The U.S. currently has combat troops deployed in 15 countries, and in Iraq and Afghanistan we remain stuck in the longest war in U.S. history. It is past time for Congress to end this state of endless war.
The first week of June, it is expected that the Senate Foreign Relations Committee will markup a new Authorization for the Use of Military Force (AUMF) focused on counterterrorism operations against the Taliban, al Qaeda, and the Islamic State in Iraq and Syria. Although a new or amended AUMF is needed from Congress, a proposal recently introduced by Senator Corker and Senator Kaine is not the way forward.
This dangerous piece of legislation would further cede power to the Executive Branch to declare and continue war, and ultimately undermine Congress’ power under Article I of the Constitution to determine under what circumstances we go to war.
Currently, the legal authority under which U.S. counter-terror operations take place is under the 2001 and 2002 Authorizations for the Use of Military Force (AUMF). These bills, passed after 9/11, gave then President Bush and subsequent Presidents the authority to conduct war against those responsible for the 9/11 attacks and later the Saddam Hussein regime in Iraq. Under each administration, however, Presidential interpretation of this authority has expanded to justify what is now seemingly endless war against any threat to U.S. security.

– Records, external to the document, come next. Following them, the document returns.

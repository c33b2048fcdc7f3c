// tee_orders_server/src/web/routes.rs

use actix_web::{error::JsonPayloadError, web, HttpRequest};

use crate::errors::AppError;
use crate::web::handlers::{admin_handlers, order_handlers, payment_handlers, proof_handlers};

async fn health_check_handler() -> actix_web::HttpResponse {
  actix_web::HttpResponse::Ok().json(serde_json::json!({ "status": "ok" }))
}

// Malformed JSON bodies get the same `{"error": ...}` shape as every other failure.
fn json_error_handler(err: JsonPayloadError, _req: &HttpRequest) -> actix_web::Error {
  AppError::Validation(format!("Invalid JSON body: {}", err)).into()
}

pub fn configure_app_routes(cfg: &mut web::ServiceConfig) {
  cfg
    .app_data(web::JsonConfig::default().error_handler(json_error_handler))
    .service(
      web::scope("/api/v1") // Base path for API version 1
        .route("/health", web::get().to(health_check_handler))
        .route("/sizes", web::get().to(order_handlers::list_sizes_handler))
        .service(
          web::scope("/orders")
            .route("", web::get().to(order_handlers::list_orders_handler))
            .route("", web::post().to(order_handlers::create_order_handler))
            .route("/members", web::get().to(order_handlers::list_members_handler))
            .route("/members", web::put().to(order_handlers::update_member_handler))
            .route("/members", web::delete().to(order_handlers::delete_member_handler)),
        )
        .service(
          web::scope("/payments")
            .route("/quote", web::post().to(payment_handlers::quote_payment_handler))
            .route("/bulk", web::put().to(payment_handlers::bulk_payment_handler)),
        )
        .service(
          web::scope("/admin")
            .route("/login", web::post().to(admin_handlers::admin_login_handler))
            .route("/payments/pending", web::get().to(admin_handlers::pending_payments_handler))
            .route("/payments/confirm", web::put().to(admin_handlers::confirm_payment_handler))
            .route(
              "/payments/confirm/bulk",
              web::put().to(admin_handlers::confirm_payments_bulk_handler),
            ),
        ),
    )
    .route("/proofs/{file}", web::get().to(proof_handlers::get_proof_handler));
}
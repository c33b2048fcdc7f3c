// tee_orders/src/model/pricing.rs

//! The size price table. One instance prices both the customer-facing listings
//! and the admin grouping totals, so the two can never disagree.

use serde::{Deserialize, Serialize};
use std::collections::HashSet;

use crate::error::{OrderError, OrderResult};

/// Price in VND. Transfers are whole dong.
pub type Price = u64;

#[derive(Debug, Clone, PartialEq, Eq, Serialize, Deserialize)]
pub struct SizePrice {
  pub label: String,
  pub price: Price,
}

/// Ordered mapping from size label to price.
#[derive(Debug, Clone, PartialEq, Eq, Serialize)]
pub struct PriceTable {
  sizes: Vec<SizePrice>,
}

/// Sum of a set of sizes. Labels with no price are listed rather than failing.
#[derive(Debug, Clone, Default, PartialEq, Eq)]
pub struct PricedTotal {
  pub total: Price,
  pub unpriced: Vec<String>,
}

impl PriceTable {
  pub fn new(sizes: Vec<SizePrice>) -> OrderResult<Self> {
    if sizes.is_empty() {
      return Err(OrderError::validation("Price table must list at least one size."));
    }
    let mut seen = HashSet::new();
    for entry in &sizes {
      if entry.label.trim().is_empty() {
        return Err(OrderError::validation("Size labels cannot be blank."));
      }
      if !seen.insert(entry.label.as_str()) {
        return Err(OrderError::validation(format!("Size '{}' is listed twice.", entry.label)));
      }
    }
    Ok(Self { sizes })
  }

  pub fn price_of(&self, label: &str) -> Option<Price> {
    self.sizes.iter().find(|s| s.label == label).map(|s| s.price)
  }

  pub fn contains(&self, label: &str) -> bool {
    self.price_of(label).is_some()
  }

  pub fn sizes(&self) -> &[SizePrice] {
    &self.sizes
  }

  /// Validates a caller-supplied size label against the table.
  pub fn require(&self, label: &str) -> OrderResult<Price> {
    self.price_of(label).ok_or_else(|| {
      OrderError::validation(format!(
        "Unknown size '{}'. Expected one of: {}.",
        label,
        self.sizes.iter().map(|s| s.label.as_str()).collect::<Vec<_>>().join(", ")
      ))
    })
  }

  pub fn total<'a, I>(&self, labels: I) -> PricedTotal
  where
    I: IntoIterator<Item = &'a str>,
  {
    let mut priced = PricedTotal::default();
    for label in labels {
      match self.price_of(label) {
        Some(price) => priced.total += price,
        None => priced.unpriced.push(label.to_string()),
      }
    }
    priced
  }
}

impl Default for PriceTable {
  fn default() -> Self {
    let sizes = [
      ("2[10-13kg]", 70_000),
      ("5[20-25kg]", 70_000),
      ("6[25-30kg]", 70_000),
      ("XS[30-35kg]", 80_000),
      ("M", 80_000),
      ("L", 80_000),
      ("XL", 80_000),
      ("XXL", 80_000),
    ]
    .into_iter()
    .map(|(label, price)| SizePrice {
      label: label.to_string(),
      price,
    })
    .collect();
    Self { sizes }
  }
}
// tee_orders/src/model/member.rs

use chrono::{DateTime, Utc};
use serde::{Deserialize, Serialize};
use std::fmt;

use super::order::OrderId;

/// Payment state of a single member. Moves strictly `Unpaid -> Pending -> Paid`.
#[derive(Debug, Clone, Copy, Default, PartialEq, Eq, Hash, Serialize, Deserialize)]
#[serde(rename_all = "UPPERCASE")]
pub enum PaymentStatus {
  #[default]
  Unpaid,
  Pending,
  Paid,
}

impl PaymentStatus {
  pub fn as_str(&self) -> &'static str {
    match self {
      PaymentStatus::Unpaid => "UNPAID",
      PaymentStatus::Pending => "PENDING",
      PaymentStatus::Paid => "PAID",
    }
  }
}

impl fmt::Display for PaymentStatus {
  fn fmt(&self, f: &mut fmt::Formatter<'_>) -> fmt::Result {
    f.write_str(self.as_str())
  }
}

/// One person's entry within an order. Stored inline in the order document and
/// addressed by its position, see [`MemberRef`].
#[derive(Debug, Clone, PartialEq, Eq, Serialize, Deserialize)]
#[serde(rename_all = "camelCase")]
pub struct Member {
  pub name: String,
  pub size: String,
  // Documents written before payments existed carry no status.
  #[serde(default)]
  pub payment_status: PaymentStatus,
  #[serde(default, skip_serializing_if = "Option::is_none")]
  pub paid_by: Option<String>,
  #[serde(default, skip_serializing_if = "Option::is_none")]
  pub paid_at: Option<DateTime<Utc>>,
  #[serde(default, skip_serializing_if = "Option::is_none")]
  pub proof_image: Option<String>,
  #[serde(default, skip_serializing_if = "Option::is_none")]
  pub confirmed_at: Option<DateTime<Utc>>,
}

impl Member {
  pub fn unpaid(name: impl Into<String>, size: impl Into<String>) -> Self {
    Self {
      name: name.into(),
      size: size.into(),
      payment_status: PaymentStatus::Unpaid,
      paid_by: None,
      paid_at: None,
      proof_image: None,
      confirmed_at: None,
    }
  }
}

/// Caller input for a member on order creation.
#[derive(Debug, Clone, PartialEq, Eq, Serialize, Deserialize)]
pub struct NewMember {
  pub name: String,
  pub size: String,
}

impl NewMember {
  pub fn new(name: impl Into<String>, size: impl Into<String>) -> Self {
    Self {
      name: name.into(),
      size: size.into(),
    }
  }
}

/// Positional address of a member: `(order id, index in that order's member list)`.
///
/// Indices shift when an earlier member of the same order is removed.
#[derive(Debug, Clone, Copy, PartialEq, Eq, Hash, Serialize, Deserialize)]
#[serde(rename_all = "camelCase")]
pub struct MemberRef {
  pub order_id: OrderId,
  pub member_index: usize,
}

impl MemberRef {
  pub fn new(order_id: OrderId, member_index: usize) -> Self {
    Self { order_id, member_index }
  }
}

impl fmt::Display for MemberRef {
  fn fmt(&self, f: &mut fmt::Formatter<'_>) -> fmt::Result {
    write!(f, "{}#{}", self.order_id, self.member_index)
  }
}

/// A member flattened out of its order, carrying its address and order metadata.
#[derive(Debug, Clone, PartialEq, Eq, Serialize, Deserialize)]
#[serde(rename_all = "camelCase")]
pub struct MemberView {
  pub order_id: OrderId,
  pub member_index: usize,
  #[serde(default, skip_serializing_if = "Option::is_none")]
  pub order_reference: Option<String>,
  pub order_created_at: DateTime<Utc>,
  #[serde(flatten)]
  pub member: Member,
}

impl MemberView {
  pub fn reference(&self) -> MemberRef {
    MemberRef::new(self.order_id, self.member_index)
  }
}
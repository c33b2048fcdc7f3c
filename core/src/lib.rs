// tee_orders/src/lib.rs

//! Order book and payment workflow for a small group t-shirt sale.
//!
//! Customers register members (a name and a shirt size) in orders, pay by bank
//! transfer and upload one photo of the receipt for several members at once.
//! An admin then reviews pending payments, grouped back into the submissions
//! they came from, and confirms them.
//!
//!  - [`OrderService`] creates orders and edits or removes individual members.
//!  - [`PaymentSubmissionService`] uploads one proof and stamps a batch of members `PENDING`.
//!  - [`PaymentGrouper`] rebuilds submissions from pending members by payer and time bucket.
//!  - [`PaymentConfirmationService`] moves members to `PAID`.
//!
//! Persistence and image storage sit behind the [`OrderStore`] and
//! [`ProofStore`] traits; in-memory implementations of both ship with the crate.

pub mod error;
pub mod grouping;
pub mod model;
pub mod proof;
pub mod service;
pub mod store;

pub use crate::error::{OrderError, OrderResult};
pub use crate::grouping::{PaymentGroup, PaymentGroupKey, PaymentGrouper, DEFAULT_WINDOW_MINUTES};
pub use crate::model::{
  Member, MemberRef, MemberView, NewMember, NewOrder, Order, OrderId, PaymentStatus, Price, PriceTable, SizePrice,
};
pub use crate::proof::{MemoryProofStore, ProofStore, ProofUpload};
pub use crate::service::{
  ConfirmationReport, OrderService, PaymentConfirmationService, PaymentQuote, PaymentSubmissionService,
  SkipReason, SkippedMember, SubmissionReceipt,
};
pub use crate::store::{MemberUpdate, MemoryOrderStore, OrderStore, UpdateOutcome};
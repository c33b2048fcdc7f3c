// tee_orders/src/store/memory.rs

use async_trait::async_trait;
use parking_lot::RwLock;
use std::sync::atomic::{AtomicBool, AtomicUsize, Ordering};
use tracing::{debug, instrument};

use super::{remove_first_match, MemberUpdate, OrderStore, UpdateOutcome};
use crate::error::{OrderError, OrderResult};
use crate::model::{Member, MemberRef, NewOrder, Order, OrderId};

/// Process-local order store. Backs tests and the `memory` server backend.
///
/// Each call takes the lock once, which gives the same single-document
/// atomicity a real document store offers.
#[derive(Debug)]
pub struct MemoryOrderStore {
  orders: RwLock<Vec<Order>>,
  writes: AtomicUsize,
  write_budget: AtomicUsize,
  unavailable: AtomicBool,
}

impl Default for MemoryOrderStore {
  fn default() -> Self {
    Self {
      orders: RwLock::new(Vec::new()),
      writes: AtomicUsize::new(0),
      write_budget: AtomicUsize::new(usize::MAX),
      unavailable: AtomicBool::new(false),
    }
  }
}

impl MemoryOrderStore {
  pub fn new() -> Self {
    Self::default()
  }

  /// Number of mutating calls that reached the store (successful or not).
  pub fn write_count(&self) -> usize {
    self.writes.load(Ordering::SeqCst)
  }

  /// Simulates an outage: every call fails with `Unavailable` while set.
  pub fn set_unavailable(&self, unavailable: bool) {
    self.unavailable.store(unavailable, Ordering::SeqCst);
  }

  /// Lets `budget` more writes through, then fails every write with `Unavailable`.
  pub fn fail_writes_after(&self, budget: usize) {
    let already = self.writes.load(Ordering::SeqCst);
    self.write_budget.store(already.saturating_add(budget), Ordering::SeqCst);
  }

  fn check_available(&self) -> OrderResult<()> {
    if self.unavailable.load(Ordering::SeqCst) {
      return Err(OrderError::Unavailable("in-memory store is switched off".to_string()));
    }
    Ok(())
  }

  fn begin_write(&self) -> OrderResult<()> {
    self.check_available()?;
    let attempt = self.writes.fetch_add(1, Ordering::SeqCst) + 1;
    if attempt > self.write_budget.load(Ordering::SeqCst) {
      return Err(OrderError::Unavailable("in-memory store refused the write".to_string()));
    }
    Ok(())
  }
}

#[async_trait]
impl OrderStore for MemoryOrderStore {
  #[instrument(name = "memory_store::insert_order", skip_all, fields(members = order.members.len()))]
  async fn insert_order(&self, order: NewOrder) -> OrderResult<Order> {
    self.begin_write()?;
    let order = order.into_order(OrderId::new());
    self.orders.write().push(order.clone());
    debug!(order_id = %order.id, "Order inserted.");
    Ok(order)
  }

  async fn list_orders(&self) -> OrderResult<Vec<Order>> {
    self.check_available()?;
    // Newest insert first among equal timestamps, then a stable sort on created_at.
    let mut orders: Vec<Order> = self.orders.read().iter().rev().cloned().collect();
    orders.sort_by(|a, b| b.created_at.cmp(&a.created_at));
    Ok(orders)
  }

  async fn find_order(&self, id: OrderId) -> OrderResult<Option<Order>> {
    self.check_available()?;
    Ok(self.orders.read().iter().find(|o| o.id == id).cloned())
  }

  #[instrument(name = "memory_store::update_member", skip_all, fields(target = %target))]
  async fn update_member(&self, target: MemberRef, update: &MemberUpdate) -> OrderResult<UpdateOutcome> {
    self.begin_write()?;
    let mut orders = self.orders.write();
    let Some(order) = orders.iter_mut().find(|o| o.id == target.order_id) else {
      return Ok(UpdateOutcome::OrderMissing);
    };
    let Some(member) = order.members.get_mut(target.member_index) else {
      return Ok(UpdateOutcome::MemberMissing);
    };
    Ok(update.apply_to(member))
  }

  #[instrument(name = "memory_store::remove_member", skip_all, fields(order_id = %order_id))]
  async fn remove_member(&self, order_id: OrderId, member: &Member) -> OrderResult<bool> {
    self.begin_write()?;
    let mut orders = self.orders.write();
    match orders.iter_mut().find(|o| o.id == order_id) {
      Some(order) => Ok(remove_first_match(&mut order.members, member)),
      None => Ok(false),
    }
  }
}
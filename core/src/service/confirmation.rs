// tee_orders/src/service/confirmation.rs

use chrono::{DateTime, Utc};
use serde::Serialize;
use std::sync::Arc;
use tracing::{error, info, instrument, warn};

use super::{dedupe, SkippedMember};
use crate::error::{OrderError, OrderResult};
use crate::model::MemberRef;
use crate::store::{MemberUpdate, OrderStore};

#[derive(Debug, Clone, PartialEq, Eq, Serialize)]
#[serde(rename_all = "camelCase")]
pub struct ConfirmationReport {
  /// Selections processed, whether or not their state changed.
  pub processed: usize,
  pub confirmed_at: DateTime<Utc>,
  pub skipped: Vec<SkippedMember>,
}

/// Admin-side transition of members to `PAID`.
#[derive(Clone)]
pub struct PaymentConfirmationService {
  store: Arc<dyn OrderStore>,
}

impl PaymentConfirmationService {
  pub fn new(store: Arc<dyn OrderStore>) -> Self {
    Self { store }
  }

  /// Sets every selected member to `PAID` with one shared confirmation instant.
  ///
  /// Confirmation does not look at the current status, so confirming a paid
  /// member again is harmless. Members that no longer exist are skipped. A
  /// store failure stops the batch; members confirmed before it stay paid.
  #[instrument(name = "confirmation_service::confirm_batch", skip_all, fields(selections = selections.len()), err(Display))]
  pub async fn confirm_batch(&self, selections: Vec<MemberRef>) -> OrderResult<ConfirmationReport> {
    if selections.is_empty() {
      return Err(OrderError::validation("Nothing selected to confirm."));
    }
    let processed = selections.len();
    let confirmed_at = Utc::now();
    let update = MemberUpdate::confirmation(confirmed_at);
    let mut skipped = Vec::new();

    for (done, target) in dedupe(selections).into_iter().enumerate() {
      let outcome = self.store.update_member(target, &update).await.map_err(|e| {
        error!(member = %target, confirmed = done, error = %e, "Confirmation batch interrupted.");
        e
      })?;
      if let Some(skip) = SkippedMember::from_outcome(target, outcome) {
        warn!(member = %target, reason = ?skip.reason, "Member could not be confirmed.");
        skipped.push(skip);
      }
    }

    info!(processed, skipped = skipped.len(), "Payments confirmed.");
    Ok(ConfirmationReport {
      processed,
      confirmed_at,
      skipped,
    })
  }

  pub async fn confirm_member(&self, target: MemberRef) -> OrderResult<ConfirmationReport> {
    self.confirm_batch(vec![target]).await
  }
}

Although the 2001 and 2002 AUMFs need to be amended or repealed to assert Congressional oversight and constrain Presidential power, the proposed legislation offered by Senators Corker and Kaine does not go far enough. Write to your Senators today to say NO to the Corker/Kaine proposal and call for solutions that will end our state of perpetual war and constrain Executive overreach in the future.
[As we engage the Poor People's Campaign one of the themes we are exploring is "Militarism, War Economy, Veterans, Education and Our National Priorities." Our country's ongoing wars around the globe are one element on which we are called to reflect and engage as people of faith and members of a just peace denomination.]